Lung infections are associated with acute lung injury (ALI), systemic inflammation, and vascular events. Clinical studies suggest that statins improve health outcomes of patients with pneumonia and ALI. The mechanisms by which this occurs are unknown. The aim of this study was to determine whether statins attenuate systemic inflammation and cardiovascular dysfunction related to ALI in mice. Simvastatin (SS; 20 mg/kg) or vehicle solution was instilled intraperitoneally into mice 24 h before and again just prior to intratracheal LPS instillation (1 μg/g). These mice were then anesthetized with 2.0% isoflurane and underwent a short surgical procedure to instill LPS. Four hours later, IL-6 levels in bronchoalveolar lavage fluid and in arterial and venous serum were measured. Cardiac function was evaluated using 2-D echocardiography, and endothelial function was determined using wire myography on aortic sections. LPS induced a significant increase in serum IL-6 levels. SS reduced venous ( P = 0.040) but not arterial concentrations of IL-6 ( P = 0.112). SS improved the maximal vasodilatory response of the aorta to ACh ( P = 0.004) but not to sodium nitroprusside ( P = 1.000). SS also improved cardiac output ( P = 0.023).

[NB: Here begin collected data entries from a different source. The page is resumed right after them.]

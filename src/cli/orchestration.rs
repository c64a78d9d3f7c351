//! Workflow orchestration for the `latest` and `next` commands
//!
//! Handlers take the repository and the output writer as parameters so they
//! can be driven by the CLI or by tests against [crate::git::MockRepository].
//! Expected "nothing to report" conditions come back as [Outcome::NotFound];
//! only repository and I/O failures are returned as errors.

use std::io::Write;
use std::path::PathBuf;

use tracing::{info, warn};

use crate::analyzer::BumpClassifier;
use crate::boundary::BoundaryWarning;
use crate::config::load_pattern_set;
use crate::domain::{resolve_latest_version_tag, SemanticVersion};
use crate::error::{Result, VerscoutError};
use crate::git::Repository;

/// Arguments for the `latest` command
#[derive(Debug, Clone, PartialEq, Default)]
pub struct LatestArgs {
    /// Exit code to use when no version is found; `None` exits successfully
    pub exit_code: Option<i32>,
}

/// Arguments for the `next` command
#[derive(Debug, Clone, PartialEq)]
pub struct NextArgs {
    /// Exit code to use when no next version is found; `None` exits successfully
    pub exit_code: Option<i32>,

    /// Bump pattern configuration file
    pub config_path: PathBuf,

    /// Version reported when the repository has no version tag yet
    pub default_version: SemanticVersion,
}

/// What a command reported
#[derive(Debug, Clone, PartialEq)]
pub enum Outcome {
    /// A version line was written
    Printed(SemanticVersion),

    /// Nothing was written
    NotFound {
        reason: BoundaryWarning,
        exit_code: Option<i32>,
    },
}

impl Outcome {
    /// Process exit status for this outcome
    pub fn exit_code(&self) -> i32 {
        match self {
            Outcome::Printed(_) => 0,
            Outcome::NotFound { exit_code, .. } => exit_code.unwrap_or(0),
        }
    }
}

/// Resolve the version of the latest version tag.
///
/// # Returns
/// * `Ok(SemanticVersion)` - Version of the most recently committed version tag
/// * `Err(NotFound(NoTags | NoValidVersionTags))` - If there is no version tag
/// * `Err` - If the repository cannot be read
pub fn latest_version<R: Repository>(repo: &R) -> Result<SemanticVersion> {
    let tags = repo.list_tags_with_commits()?;
    let latest = resolve_latest_version_tag(&tags)?;
    latest.version()
}

/// Compute the next version from the commits since the latest version tag.
///
/// Without any version tag, `default_version` is returned and commit history
/// is not read.
///
/// # Returns
/// * `Ok(SemanticVersion)` - The next version
/// * `Err(NotFound(NoCommitsFound))` - If HEAD is the tagged commit
/// * `Err(NotFound(NoBump))` - If no commit since the tag triggers a bump
/// * `Err` - If the repository cannot be read
pub fn next_version<R: Repository>(
    repo: &R,
    classifier: &BumpClassifier,
    default_version: SemanticVersion,
) -> Result<SemanticVersion> {
    let tags = repo.list_tags_with_commits()?;
    let latest = match resolve_latest_version_tag(&tags) {
        Ok(tag) => tag,
        Err(VerscoutError::NotFound(reason)) if reason.is_missing_tag() => {
            warn!("No version tags found: {}", reason);
            info!(default_version = %default_version, "Using default version");
            return Ok(default_version);
        }
        Err(e) => return Err(e),
    };

    let current = latest.version()?;
    let messages = repo.commit_messages_since(latest.commit)?;
    info!(tag = %latest.name, commits = messages.len(), "Analyzing commits since latest version tag");

    classifier.next_version(&current, &messages)
}

/// Report the latest version.
pub fn handle_latest<R: Repository, W: Write>(
    writer: &mut W,
    repo: &R,
    args: &LatestArgs,
) -> Result<Outcome> {
    match latest_version(repo) {
        Ok(version) => {
            info!(version = %version, "Found latest version");
            writeln!(writer, "{}", version)?;
            Ok(Outcome::Printed(version))
        }
        Err(e) => not_found_outcome(e, args.exit_code, "Latest version not found"),
    }
}

/// Report the next version.
pub fn handle_next<R: Repository, W: Write>(
    writer: &mut W,
    repo: &R,
    args: &NextArgs,
) -> Result<Outcome> {
    let classifier = BumpClassifier::new(load_pattern_set(&args.config_path));

    match next_version(repo, &classifier, args.default_version) {
        Ok(version) => {
            info!(version = %version, "Calculated next version");
            writeln!(writer, "{}", version)?;
            Ok(Outcome::Printed(version))
        }
        Err(e) => not_found_outcome(e, args.exit_code, "Next version not found"),
    }
}

fn not_found_outcome(err: VerscoutError, exit_code: Option<i32>, context: &str) -> Result<Outcome> {
    match err {
        VerscoutError::NotFound(reason) => {
            warn!("{}: {}", context, reason);
            Ok(Outcome::NotFound { reason, exit_code })
        }
        other => Err(other),
    }
}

Vasodilatory response to ACh was impaired when aorta from untreated mice was incubated with ex vivo IL-6 ( P = 0.004), whereas in the aorta from mice pretreated with SS, the vasodilatory response did not change with IL-6 incubation ( P = 0.387). SS significantly improved LPS-induced cardiovascular dysfunction possibly by reducing systemic expression of IL-6 and its downstream signaling pathways. These findings may explain how statins improve health outcomes in patients with ALI.